Eran todos gemidos de placer veía como Ricardo en cuatro se dejaba cojer por ese pendejo divino al que tenía cerca y le metí un dedo en el culo pero ahora era yo el que quería recibir y cuando esa puta desenfrenada que tenía en mi boca acabo por tercera vez en mi boca y se hecho a un lado lo miré a Mariano y le pedí que me entre así que como estaba levanté mis piernas y le entregué mi cola fue suave, estábamos bien lubricados y yo muy excitado así que luego del fuego del primer instante empecé a sentir puro placer, Ricardo con acercó su boca a mi pija y comenzó a mamarla yo le agarré la poronga blanda al rubiecito y empecé a chupar para que se le pare cosa que no tardó mucho y la putita de su novia al ver la escena ya estaba cachonda otra vez y empezó a chuparle la pija a Ricardo que soltó la mía porque Mariano me estaba bombeando fuerte y me sacudía con todo porque se venía… fue hermoso sentir como su pija latía dentro de mi culo para expulsar toda la leche, me la sacó despacio yo seguía al palo y me tenté con la pendeja que estaba en cuatro con la pija de Ricardo en la boca le empecé a bombear la conchita cuando siento que el novio empieza a empalarme el orto a mi, me encantaba así que le pedí a Ricardo que se pare y me de su pija en la boca. Desesperado la acabe a la pendeja en la conchita estrecha y lubricada y ella en un frenesí de gritos, gemidos y meneos me dio un polvito, cuando salió Ricardo se acostó frente a mi y le chupé el culo y los huevos mientras lo pajeaba, era hermoso me sentía la más puta con el pendejito rubio atrás fascinado con mi cola y con Ricardo pidiéndome que se la chupe que estaba por acabar.

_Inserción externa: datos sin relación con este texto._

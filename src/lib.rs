use std::{
    fs::File,
    io::{BufReader, Read},
    path::{Path, PathBuf},
    sync::Arc,
};

pub use cli::CLIParser;
pub use error::Error;
use model::FrequencyModel;
use precision::{Decimal, Precision};
pub use report::Report;
use session::SessionOptions;

pub mod arithmetic;
mod cli;
pub mod diagnostics;
mod error;
pub mod huffman;
mod logger;
pub mod model;
pub mod precision;
mod report;
pub mod session;

pub type Result<T> = std::result::Result<T, error::Error>;

#[derive(Clone, Debug, PartialEq, Eq)]
pub enum InputSource {
    Text(String),
    File(PathBuf),
}

pub struct Arguments {
    input: InputSource,
    precision_digits: u32,
    epsilon: Decimal,
    number_of_threads: usize,
    show_tree: bool,
}

fn open_input_file(file_path: &Path) -> Result<File> {
    File::open(file_path).map_err(|e| {
        Error::UnableToOpenInputFileForReading(file_path.display().to_string(), e)
    })
}

pub fn read_symbols(source: &InputSource) -> Result<Vec<char>> {
    match source {
        InputSource::Text(text) => Ok(text.chars().collect()),
        InputSource::File(file_path) => {
            let mut bytes = Vec::new();
            BufReader::new(open_input_file(file_path)?)
                .read_to_end(&mut bytes)
                .map_err(|e| {
                    Error::UnableToOpenInputFileForReading(file_path.display().to_string(), e)
                })?;
            let text = String::from_utf8(bytes)
                .map_err(|_| Error::InputFileNotUtf8(file_path.display().to_string()))?;
            Ok(text.chars().collect())
        }
    }
}

pub fn encode_text(arguments: &Arguments) -> Result<Report<char>> {
    let precision = Precision::new(arguments.precision_digits)?;
    let symbols = read_symbols(&arguments.input)?;
    let model = FrequencyModel::new(precision).with_epsilon(arguments.epsilon);
    let frequencies = Arc::new(model.build(&symbols)?);
    let intervals = Arc::new(model.intervals(&frequencies)?);
    let input = Arc::new(symbols);
    let options = SessionOptions {
        number_of_threads: arguments.number_of_threads,
        show_tree: arguments.show_tree,
    };
    let (huffman, arithmetic) = session::run_sessions(
        Arc::clone(&input),
        Arc::clone(&frequencies),
        Arc::clone(&intervals),
        precision,
        &options,
    )?;
    Ok(Report {
        input: input.to_vec(),
        frequencies: frequencies.as_ref().clone(),
        intervals: intervals.as_ref().clone(),
        huffman,
        arithmetic,
    })
}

Me moría por sentir su leche desparramada en mi boca y me la dio toda, tanta tenía que me desbordaba de la boca y vino Karina -tal el nombre de esa hembra- y me limpió lo que desbordaba y nos besamos y compartí con ella algo de la leche de mi boca y el resto me la tragué cuando sentí que el pendejo gritaba que acababa. Y me tiró el también toda la leche en mi ya dilatado culo receptor de leche caliente masculina.

Mariano se había excitado con la escena y me chupaba la pija que se me estaba parando nuevamente y Ricardo se la chupaba a él otra vez los tres envueltos en una ronda de sexo gay con leche y flujo por todo nuestro cuerpos y caras de libido irreprimida cuando con mis ojos cerrado percibo que algo me cubría del sol, Pía que miraba anonadada como yo pajeaba a Karina otra vez como cuando empezamos y como Mariano me engullía toda la pija y Ricardo se lo hacía a el… no podía pensar así que la acerqué la besé con toda la calentura que tenía y se la entregué al novio de Karina para que se la coja pues esa era una de mis fantasías.

Pero eso es otra historia que les contaré más adelante. Pues hoy ya cumplí con relatarles mi primera orgía gay.